TASK BRIEF: Reproduce the entries shown below only from the line with "for doc in &ranked" down to the line with "use rand::SeedableRng;", keeping both end lines and copying each one exactly.

THE INPUT:
Segment Open

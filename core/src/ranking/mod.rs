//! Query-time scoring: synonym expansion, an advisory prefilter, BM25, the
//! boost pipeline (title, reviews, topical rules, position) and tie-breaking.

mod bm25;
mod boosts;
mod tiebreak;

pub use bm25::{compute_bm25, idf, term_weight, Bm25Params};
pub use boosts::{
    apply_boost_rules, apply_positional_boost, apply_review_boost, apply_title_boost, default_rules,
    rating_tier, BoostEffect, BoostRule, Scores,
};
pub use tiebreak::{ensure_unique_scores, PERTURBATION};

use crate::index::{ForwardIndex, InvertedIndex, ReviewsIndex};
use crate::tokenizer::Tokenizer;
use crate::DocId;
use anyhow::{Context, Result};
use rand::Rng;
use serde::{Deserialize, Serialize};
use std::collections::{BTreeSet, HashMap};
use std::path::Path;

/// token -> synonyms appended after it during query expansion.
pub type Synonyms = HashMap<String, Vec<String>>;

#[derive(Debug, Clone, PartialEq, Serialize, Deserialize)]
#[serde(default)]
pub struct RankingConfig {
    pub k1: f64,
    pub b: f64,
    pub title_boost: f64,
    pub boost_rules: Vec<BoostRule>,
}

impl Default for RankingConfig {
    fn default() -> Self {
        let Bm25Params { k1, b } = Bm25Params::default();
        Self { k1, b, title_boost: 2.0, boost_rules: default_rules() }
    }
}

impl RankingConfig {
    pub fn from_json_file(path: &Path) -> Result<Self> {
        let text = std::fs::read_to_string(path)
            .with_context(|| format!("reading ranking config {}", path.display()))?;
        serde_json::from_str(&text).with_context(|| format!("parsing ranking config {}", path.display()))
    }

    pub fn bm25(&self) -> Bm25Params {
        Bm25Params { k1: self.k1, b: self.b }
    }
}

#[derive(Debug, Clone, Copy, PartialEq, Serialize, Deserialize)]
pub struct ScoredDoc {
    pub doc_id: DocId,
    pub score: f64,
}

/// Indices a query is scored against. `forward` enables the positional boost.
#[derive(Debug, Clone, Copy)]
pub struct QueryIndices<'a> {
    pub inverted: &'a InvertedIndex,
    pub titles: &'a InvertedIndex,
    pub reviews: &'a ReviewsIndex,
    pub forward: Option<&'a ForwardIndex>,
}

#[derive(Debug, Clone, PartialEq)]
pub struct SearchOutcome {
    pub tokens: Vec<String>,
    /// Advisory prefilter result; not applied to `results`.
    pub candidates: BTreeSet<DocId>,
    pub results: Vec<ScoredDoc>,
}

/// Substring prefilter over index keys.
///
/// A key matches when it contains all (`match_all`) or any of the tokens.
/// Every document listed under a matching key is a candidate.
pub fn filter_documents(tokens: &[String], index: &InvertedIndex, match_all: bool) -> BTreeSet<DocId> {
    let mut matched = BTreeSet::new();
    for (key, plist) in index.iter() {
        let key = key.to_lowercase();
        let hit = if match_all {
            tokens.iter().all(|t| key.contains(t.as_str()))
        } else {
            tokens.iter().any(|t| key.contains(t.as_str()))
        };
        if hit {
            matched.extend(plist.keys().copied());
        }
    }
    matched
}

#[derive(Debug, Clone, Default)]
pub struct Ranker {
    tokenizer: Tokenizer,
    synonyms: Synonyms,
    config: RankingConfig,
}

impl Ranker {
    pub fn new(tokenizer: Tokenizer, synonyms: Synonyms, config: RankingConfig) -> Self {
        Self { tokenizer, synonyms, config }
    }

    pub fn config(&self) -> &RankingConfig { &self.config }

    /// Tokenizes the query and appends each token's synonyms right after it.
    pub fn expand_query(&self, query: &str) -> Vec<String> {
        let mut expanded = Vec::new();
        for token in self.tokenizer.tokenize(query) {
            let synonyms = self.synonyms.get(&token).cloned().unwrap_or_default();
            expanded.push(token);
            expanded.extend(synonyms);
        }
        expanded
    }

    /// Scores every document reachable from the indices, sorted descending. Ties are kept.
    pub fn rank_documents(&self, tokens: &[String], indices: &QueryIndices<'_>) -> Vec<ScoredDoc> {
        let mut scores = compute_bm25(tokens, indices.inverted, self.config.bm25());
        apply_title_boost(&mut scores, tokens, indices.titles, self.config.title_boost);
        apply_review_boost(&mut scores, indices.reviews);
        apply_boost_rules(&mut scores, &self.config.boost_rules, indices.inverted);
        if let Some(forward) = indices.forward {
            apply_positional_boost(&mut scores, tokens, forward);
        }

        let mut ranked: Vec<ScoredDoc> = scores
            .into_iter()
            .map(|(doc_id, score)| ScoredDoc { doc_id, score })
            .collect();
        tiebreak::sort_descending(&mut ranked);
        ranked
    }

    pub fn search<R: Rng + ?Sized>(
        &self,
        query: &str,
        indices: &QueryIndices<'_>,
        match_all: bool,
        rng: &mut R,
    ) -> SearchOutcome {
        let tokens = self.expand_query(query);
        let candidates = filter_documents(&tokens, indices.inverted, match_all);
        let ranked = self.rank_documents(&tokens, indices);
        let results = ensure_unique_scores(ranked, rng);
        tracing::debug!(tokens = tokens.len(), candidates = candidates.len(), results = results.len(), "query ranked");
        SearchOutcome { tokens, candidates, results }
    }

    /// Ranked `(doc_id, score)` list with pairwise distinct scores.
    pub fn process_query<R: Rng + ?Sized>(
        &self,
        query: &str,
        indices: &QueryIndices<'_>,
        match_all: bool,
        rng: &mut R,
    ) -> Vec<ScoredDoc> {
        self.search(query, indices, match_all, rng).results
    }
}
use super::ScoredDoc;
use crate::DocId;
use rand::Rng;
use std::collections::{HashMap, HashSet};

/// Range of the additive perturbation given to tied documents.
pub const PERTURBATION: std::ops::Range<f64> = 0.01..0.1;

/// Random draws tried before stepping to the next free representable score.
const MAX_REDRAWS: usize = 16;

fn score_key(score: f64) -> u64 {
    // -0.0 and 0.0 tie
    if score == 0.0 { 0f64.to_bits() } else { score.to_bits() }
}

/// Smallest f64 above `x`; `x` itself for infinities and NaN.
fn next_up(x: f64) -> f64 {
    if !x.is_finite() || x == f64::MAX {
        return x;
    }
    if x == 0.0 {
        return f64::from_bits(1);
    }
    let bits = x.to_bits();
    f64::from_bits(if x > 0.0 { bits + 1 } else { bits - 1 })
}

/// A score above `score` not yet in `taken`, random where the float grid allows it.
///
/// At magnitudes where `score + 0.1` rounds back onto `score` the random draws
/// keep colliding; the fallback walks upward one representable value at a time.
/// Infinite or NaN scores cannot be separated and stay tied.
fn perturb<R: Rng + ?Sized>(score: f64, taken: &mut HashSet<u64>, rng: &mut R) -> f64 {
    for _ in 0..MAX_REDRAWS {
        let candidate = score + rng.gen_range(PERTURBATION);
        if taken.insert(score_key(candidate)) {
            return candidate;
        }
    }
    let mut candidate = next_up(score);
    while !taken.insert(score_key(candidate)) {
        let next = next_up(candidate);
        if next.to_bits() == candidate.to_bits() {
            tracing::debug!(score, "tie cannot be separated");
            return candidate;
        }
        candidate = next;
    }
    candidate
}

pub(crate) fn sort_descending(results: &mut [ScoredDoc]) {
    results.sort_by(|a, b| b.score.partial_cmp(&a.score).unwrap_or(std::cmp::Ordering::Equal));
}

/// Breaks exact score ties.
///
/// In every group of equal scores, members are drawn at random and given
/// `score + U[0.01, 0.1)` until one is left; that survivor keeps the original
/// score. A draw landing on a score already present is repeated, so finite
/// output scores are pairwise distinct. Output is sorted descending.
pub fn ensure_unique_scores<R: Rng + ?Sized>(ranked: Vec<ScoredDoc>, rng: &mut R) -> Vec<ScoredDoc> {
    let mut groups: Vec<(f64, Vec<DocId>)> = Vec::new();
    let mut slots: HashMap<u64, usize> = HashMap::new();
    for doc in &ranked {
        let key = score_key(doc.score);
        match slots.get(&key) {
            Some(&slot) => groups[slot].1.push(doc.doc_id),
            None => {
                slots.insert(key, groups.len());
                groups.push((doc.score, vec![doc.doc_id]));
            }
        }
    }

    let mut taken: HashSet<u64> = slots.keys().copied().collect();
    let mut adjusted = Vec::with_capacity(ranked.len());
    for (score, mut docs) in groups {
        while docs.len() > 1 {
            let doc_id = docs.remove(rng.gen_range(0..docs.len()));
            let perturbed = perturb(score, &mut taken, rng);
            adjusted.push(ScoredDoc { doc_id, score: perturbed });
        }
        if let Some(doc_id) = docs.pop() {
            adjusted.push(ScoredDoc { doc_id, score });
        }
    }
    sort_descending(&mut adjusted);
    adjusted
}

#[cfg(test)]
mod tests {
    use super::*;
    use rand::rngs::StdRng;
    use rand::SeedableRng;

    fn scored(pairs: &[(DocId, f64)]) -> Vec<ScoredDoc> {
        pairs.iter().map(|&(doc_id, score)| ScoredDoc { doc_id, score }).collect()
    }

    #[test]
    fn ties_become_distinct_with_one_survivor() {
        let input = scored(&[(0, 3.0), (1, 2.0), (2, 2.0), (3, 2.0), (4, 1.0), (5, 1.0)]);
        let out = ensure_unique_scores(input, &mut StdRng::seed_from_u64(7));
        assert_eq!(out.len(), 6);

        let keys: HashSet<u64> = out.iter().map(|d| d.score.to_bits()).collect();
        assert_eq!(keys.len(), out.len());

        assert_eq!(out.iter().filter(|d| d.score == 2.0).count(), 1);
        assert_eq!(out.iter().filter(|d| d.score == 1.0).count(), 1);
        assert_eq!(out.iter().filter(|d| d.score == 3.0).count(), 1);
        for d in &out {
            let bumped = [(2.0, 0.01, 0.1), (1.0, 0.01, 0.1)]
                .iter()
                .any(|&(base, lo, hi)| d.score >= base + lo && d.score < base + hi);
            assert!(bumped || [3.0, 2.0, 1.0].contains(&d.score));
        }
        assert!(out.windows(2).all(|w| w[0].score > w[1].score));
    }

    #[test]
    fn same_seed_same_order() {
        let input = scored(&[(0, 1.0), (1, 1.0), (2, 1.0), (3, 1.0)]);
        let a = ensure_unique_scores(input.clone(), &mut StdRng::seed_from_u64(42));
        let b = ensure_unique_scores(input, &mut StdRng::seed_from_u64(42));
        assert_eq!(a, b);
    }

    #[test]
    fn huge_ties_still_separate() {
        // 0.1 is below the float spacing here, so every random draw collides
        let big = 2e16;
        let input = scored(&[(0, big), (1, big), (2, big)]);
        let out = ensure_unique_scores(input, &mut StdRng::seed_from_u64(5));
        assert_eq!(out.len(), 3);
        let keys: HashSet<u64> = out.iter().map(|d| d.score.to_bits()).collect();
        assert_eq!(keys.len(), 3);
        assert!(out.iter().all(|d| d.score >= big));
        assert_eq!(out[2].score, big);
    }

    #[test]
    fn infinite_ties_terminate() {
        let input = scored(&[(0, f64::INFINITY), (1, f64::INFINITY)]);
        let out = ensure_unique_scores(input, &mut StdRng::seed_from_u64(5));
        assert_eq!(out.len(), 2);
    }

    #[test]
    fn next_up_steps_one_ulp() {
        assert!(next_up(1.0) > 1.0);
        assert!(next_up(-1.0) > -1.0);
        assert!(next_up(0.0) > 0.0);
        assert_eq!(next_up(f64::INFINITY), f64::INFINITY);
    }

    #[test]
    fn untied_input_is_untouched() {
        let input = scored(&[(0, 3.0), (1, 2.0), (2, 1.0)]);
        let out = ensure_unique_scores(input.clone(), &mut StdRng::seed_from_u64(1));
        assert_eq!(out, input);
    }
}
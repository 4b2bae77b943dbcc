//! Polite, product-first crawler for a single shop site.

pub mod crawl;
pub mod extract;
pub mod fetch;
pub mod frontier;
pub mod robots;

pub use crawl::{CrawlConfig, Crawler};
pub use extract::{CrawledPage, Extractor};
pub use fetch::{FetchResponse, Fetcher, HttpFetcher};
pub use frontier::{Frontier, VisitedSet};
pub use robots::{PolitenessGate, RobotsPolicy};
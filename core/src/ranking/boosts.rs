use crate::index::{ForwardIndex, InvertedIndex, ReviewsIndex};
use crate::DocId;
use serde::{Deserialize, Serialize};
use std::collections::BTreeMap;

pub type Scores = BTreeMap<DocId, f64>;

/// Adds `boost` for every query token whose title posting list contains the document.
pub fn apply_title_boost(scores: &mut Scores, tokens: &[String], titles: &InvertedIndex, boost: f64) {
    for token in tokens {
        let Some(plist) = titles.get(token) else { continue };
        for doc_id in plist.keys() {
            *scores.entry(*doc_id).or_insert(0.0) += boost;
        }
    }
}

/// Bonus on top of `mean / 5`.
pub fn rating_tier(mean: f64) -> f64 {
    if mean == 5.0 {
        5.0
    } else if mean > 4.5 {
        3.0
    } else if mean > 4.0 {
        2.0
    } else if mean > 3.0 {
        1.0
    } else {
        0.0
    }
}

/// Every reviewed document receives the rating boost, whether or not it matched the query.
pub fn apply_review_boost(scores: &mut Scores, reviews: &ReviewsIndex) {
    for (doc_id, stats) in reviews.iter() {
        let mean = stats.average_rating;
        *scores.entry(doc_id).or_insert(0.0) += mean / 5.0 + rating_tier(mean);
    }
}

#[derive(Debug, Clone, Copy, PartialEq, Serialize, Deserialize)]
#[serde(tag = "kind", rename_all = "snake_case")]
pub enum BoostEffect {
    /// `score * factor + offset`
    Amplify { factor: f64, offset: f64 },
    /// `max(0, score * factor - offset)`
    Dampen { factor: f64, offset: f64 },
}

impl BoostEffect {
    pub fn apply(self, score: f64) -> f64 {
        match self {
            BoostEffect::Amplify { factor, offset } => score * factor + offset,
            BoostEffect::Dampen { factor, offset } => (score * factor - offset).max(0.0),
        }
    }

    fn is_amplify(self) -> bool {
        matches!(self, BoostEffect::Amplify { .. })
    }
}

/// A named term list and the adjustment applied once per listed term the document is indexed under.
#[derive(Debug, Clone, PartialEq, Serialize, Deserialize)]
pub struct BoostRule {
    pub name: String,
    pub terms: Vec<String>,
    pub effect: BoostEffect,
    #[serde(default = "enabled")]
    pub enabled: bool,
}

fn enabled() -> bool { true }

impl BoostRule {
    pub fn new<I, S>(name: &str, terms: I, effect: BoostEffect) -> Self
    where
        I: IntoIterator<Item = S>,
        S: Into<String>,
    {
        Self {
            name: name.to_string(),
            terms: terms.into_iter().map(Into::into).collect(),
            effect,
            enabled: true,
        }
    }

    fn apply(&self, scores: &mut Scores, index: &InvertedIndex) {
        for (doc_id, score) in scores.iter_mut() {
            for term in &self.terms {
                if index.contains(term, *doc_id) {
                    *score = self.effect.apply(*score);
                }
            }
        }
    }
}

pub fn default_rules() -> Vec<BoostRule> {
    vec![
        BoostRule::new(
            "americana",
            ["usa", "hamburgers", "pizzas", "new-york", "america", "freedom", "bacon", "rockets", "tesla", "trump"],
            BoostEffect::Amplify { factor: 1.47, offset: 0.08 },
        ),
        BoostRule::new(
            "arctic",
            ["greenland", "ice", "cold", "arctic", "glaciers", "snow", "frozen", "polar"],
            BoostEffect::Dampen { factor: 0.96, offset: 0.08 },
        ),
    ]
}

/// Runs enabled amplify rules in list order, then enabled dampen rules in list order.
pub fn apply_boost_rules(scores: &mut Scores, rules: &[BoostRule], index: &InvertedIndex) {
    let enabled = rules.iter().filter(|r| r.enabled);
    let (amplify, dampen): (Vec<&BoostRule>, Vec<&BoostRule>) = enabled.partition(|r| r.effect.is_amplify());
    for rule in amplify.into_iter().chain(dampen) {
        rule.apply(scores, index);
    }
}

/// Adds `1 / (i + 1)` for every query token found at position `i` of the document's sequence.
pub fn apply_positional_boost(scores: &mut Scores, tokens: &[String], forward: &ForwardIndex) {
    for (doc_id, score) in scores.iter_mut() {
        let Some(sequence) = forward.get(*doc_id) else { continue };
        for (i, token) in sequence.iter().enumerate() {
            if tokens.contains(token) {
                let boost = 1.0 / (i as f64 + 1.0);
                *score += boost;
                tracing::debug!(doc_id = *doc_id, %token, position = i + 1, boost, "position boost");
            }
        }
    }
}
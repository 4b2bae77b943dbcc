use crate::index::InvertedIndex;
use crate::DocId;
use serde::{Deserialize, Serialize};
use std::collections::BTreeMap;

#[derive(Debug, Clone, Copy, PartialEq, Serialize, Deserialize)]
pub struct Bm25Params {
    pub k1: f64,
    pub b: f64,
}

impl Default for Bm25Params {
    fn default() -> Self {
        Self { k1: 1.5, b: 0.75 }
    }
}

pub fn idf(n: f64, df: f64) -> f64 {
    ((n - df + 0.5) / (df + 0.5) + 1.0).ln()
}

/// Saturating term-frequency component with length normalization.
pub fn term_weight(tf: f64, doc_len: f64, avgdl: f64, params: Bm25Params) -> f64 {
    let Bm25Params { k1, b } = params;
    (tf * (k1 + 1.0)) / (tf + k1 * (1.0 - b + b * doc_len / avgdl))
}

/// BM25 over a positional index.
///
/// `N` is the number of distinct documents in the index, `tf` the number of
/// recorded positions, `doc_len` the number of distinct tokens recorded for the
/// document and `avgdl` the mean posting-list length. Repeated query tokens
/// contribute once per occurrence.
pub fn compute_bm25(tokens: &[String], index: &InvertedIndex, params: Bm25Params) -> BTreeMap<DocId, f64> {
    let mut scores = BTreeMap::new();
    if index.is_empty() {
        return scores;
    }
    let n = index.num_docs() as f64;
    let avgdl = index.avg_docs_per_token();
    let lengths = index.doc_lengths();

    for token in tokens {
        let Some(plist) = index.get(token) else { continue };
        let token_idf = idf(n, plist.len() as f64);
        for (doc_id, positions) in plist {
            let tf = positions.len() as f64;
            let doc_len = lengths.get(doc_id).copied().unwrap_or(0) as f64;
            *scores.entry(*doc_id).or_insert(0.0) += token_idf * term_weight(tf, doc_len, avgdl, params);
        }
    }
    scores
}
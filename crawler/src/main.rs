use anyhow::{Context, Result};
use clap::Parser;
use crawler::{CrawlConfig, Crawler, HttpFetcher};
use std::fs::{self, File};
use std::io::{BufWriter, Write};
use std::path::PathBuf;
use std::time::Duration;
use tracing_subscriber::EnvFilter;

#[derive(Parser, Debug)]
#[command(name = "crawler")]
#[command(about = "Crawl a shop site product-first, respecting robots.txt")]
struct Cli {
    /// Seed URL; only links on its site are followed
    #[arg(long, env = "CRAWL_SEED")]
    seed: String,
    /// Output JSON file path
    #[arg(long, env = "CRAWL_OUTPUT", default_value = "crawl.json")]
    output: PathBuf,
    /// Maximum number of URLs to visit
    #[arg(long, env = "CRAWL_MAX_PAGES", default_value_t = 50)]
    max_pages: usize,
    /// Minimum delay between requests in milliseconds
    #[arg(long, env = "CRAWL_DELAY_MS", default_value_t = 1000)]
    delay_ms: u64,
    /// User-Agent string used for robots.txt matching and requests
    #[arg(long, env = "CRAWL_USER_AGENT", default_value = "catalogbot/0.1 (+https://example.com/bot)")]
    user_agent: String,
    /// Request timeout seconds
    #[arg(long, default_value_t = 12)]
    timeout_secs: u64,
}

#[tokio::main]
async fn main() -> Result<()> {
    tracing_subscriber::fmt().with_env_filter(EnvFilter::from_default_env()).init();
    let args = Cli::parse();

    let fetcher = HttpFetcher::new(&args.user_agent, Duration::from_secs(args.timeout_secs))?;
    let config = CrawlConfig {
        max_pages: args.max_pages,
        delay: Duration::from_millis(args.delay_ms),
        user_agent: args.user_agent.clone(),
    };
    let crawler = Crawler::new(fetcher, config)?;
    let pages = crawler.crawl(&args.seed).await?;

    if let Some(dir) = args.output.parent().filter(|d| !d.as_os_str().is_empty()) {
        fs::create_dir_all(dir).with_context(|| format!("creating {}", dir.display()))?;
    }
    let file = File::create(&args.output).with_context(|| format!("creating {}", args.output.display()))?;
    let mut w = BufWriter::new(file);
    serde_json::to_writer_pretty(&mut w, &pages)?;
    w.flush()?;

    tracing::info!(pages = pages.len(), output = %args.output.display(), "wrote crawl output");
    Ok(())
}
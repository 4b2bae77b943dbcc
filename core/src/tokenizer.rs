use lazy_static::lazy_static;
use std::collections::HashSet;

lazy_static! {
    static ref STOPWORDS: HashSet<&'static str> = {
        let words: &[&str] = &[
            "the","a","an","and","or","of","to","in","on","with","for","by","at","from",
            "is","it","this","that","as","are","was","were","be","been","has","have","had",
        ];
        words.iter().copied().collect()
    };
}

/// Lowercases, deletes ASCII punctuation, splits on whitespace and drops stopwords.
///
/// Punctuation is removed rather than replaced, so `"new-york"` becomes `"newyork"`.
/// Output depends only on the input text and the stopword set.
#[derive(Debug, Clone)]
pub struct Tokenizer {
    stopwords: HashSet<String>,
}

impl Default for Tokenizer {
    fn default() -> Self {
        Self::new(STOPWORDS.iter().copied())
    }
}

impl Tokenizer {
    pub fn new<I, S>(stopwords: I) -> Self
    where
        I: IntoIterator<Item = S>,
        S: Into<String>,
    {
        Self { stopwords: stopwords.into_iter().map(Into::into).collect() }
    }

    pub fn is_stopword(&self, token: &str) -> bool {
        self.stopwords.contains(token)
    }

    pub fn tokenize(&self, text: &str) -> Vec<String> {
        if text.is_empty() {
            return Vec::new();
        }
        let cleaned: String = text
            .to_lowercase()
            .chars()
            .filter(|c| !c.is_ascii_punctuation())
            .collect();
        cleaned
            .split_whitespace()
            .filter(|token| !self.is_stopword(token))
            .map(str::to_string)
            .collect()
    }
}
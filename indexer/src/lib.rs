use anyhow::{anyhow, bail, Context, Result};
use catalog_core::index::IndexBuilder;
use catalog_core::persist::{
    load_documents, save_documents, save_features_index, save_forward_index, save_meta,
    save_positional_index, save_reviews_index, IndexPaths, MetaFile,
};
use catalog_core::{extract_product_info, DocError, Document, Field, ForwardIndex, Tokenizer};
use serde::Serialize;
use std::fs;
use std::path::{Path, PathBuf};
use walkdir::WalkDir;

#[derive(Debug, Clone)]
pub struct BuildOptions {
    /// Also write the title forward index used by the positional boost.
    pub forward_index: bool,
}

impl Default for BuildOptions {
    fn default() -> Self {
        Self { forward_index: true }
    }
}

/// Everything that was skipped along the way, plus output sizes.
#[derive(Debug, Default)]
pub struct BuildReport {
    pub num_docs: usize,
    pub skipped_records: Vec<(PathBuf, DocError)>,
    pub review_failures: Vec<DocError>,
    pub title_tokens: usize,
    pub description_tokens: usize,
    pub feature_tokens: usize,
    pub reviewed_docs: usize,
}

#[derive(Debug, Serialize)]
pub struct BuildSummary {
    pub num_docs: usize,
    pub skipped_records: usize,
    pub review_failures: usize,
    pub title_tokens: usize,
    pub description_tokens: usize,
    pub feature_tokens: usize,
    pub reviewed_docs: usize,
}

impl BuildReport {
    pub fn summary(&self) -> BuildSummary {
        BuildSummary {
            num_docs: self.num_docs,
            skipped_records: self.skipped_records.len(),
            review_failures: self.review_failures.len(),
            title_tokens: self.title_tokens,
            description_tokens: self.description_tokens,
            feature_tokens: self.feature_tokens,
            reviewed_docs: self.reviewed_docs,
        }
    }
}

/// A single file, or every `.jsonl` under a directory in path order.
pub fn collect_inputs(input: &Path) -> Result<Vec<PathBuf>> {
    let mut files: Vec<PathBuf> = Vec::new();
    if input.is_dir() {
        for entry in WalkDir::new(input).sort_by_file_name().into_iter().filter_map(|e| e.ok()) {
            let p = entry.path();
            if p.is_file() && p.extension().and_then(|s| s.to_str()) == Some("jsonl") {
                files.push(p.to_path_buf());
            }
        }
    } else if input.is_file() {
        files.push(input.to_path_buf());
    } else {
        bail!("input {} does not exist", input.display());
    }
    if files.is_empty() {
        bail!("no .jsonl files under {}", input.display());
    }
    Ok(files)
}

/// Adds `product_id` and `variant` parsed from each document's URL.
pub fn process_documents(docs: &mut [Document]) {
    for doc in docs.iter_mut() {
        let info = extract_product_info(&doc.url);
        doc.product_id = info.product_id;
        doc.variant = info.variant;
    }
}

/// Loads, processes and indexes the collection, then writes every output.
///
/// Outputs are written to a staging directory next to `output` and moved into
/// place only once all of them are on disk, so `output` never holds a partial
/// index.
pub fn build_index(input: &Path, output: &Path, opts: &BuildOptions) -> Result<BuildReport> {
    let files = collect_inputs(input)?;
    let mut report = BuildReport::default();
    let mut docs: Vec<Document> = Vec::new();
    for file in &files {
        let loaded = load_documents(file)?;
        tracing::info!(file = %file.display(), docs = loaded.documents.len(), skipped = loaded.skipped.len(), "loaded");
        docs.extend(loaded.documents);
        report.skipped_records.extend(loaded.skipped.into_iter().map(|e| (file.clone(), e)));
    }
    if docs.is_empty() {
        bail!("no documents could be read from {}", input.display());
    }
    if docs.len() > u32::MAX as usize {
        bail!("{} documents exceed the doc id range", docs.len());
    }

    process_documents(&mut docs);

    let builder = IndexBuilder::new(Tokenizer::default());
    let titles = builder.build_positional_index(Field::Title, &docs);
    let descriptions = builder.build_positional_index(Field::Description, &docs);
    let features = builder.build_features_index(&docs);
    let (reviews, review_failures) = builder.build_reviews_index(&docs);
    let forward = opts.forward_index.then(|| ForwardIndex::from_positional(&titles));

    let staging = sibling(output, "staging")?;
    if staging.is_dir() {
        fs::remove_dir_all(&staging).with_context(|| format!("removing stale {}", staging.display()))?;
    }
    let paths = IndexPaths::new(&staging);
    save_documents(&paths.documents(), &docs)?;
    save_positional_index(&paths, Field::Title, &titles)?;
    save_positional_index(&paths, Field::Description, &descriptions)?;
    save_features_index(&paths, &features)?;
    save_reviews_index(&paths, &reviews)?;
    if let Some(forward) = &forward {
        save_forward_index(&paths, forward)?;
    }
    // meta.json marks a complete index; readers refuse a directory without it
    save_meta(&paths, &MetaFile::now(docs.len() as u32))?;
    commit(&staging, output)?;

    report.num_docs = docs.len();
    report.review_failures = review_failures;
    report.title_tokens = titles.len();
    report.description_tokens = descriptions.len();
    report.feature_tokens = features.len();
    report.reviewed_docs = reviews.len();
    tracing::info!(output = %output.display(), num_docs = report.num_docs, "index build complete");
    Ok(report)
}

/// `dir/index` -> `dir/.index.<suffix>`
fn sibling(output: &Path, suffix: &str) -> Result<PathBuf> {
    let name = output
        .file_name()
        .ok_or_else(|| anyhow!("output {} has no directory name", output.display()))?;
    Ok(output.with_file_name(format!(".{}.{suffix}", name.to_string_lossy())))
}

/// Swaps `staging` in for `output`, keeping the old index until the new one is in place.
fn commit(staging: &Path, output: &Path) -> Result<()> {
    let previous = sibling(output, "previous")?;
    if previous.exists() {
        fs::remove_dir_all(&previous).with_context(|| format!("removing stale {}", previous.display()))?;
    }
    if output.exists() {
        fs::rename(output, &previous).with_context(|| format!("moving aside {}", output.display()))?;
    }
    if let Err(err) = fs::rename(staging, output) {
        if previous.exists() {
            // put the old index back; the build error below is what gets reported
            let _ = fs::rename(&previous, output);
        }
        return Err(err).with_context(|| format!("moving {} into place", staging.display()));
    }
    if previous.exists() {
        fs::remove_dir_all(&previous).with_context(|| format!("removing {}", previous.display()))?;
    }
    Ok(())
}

Segment Closed

RESULT:
    for doc in &ranked {
        let key = score_key(doc.score);
        match slots.get(&key) {
            Some(&slot) => groups[slot].1.push(doc.doc_id),
            None => {
                slots.insert(key, groups.len());
                groups.push((doc.score, vec![doc.doc_id]));
            }
        }
    }

    let mut taken: HashSet<u64> = slots.keys().copied().collect();
    let mut adjusted = Vec::with_capacity(ranked.len());
    for (score, mut docs) in groups {
        while docs.len() > 1 {
            let doc_id = docs.remove(rng.gen_range(0..docs.len()));
            let perturbed = perturb(score, &mut taken, rng);
            adjusted.push(ScoredDoc { doc_id, score: perturbed });
        }
        if let Some(doc_id) = docs.pop() {
            adjusted.push(ScoredDoc { doc_id, score });
        }
    }
    sort_descending(&mut adjusted);
    adjusted
}

#[cfg(test)]
mod tests {
    use super::*;
    use rand::rngs::StdRng;
    use rand::SeedableRng;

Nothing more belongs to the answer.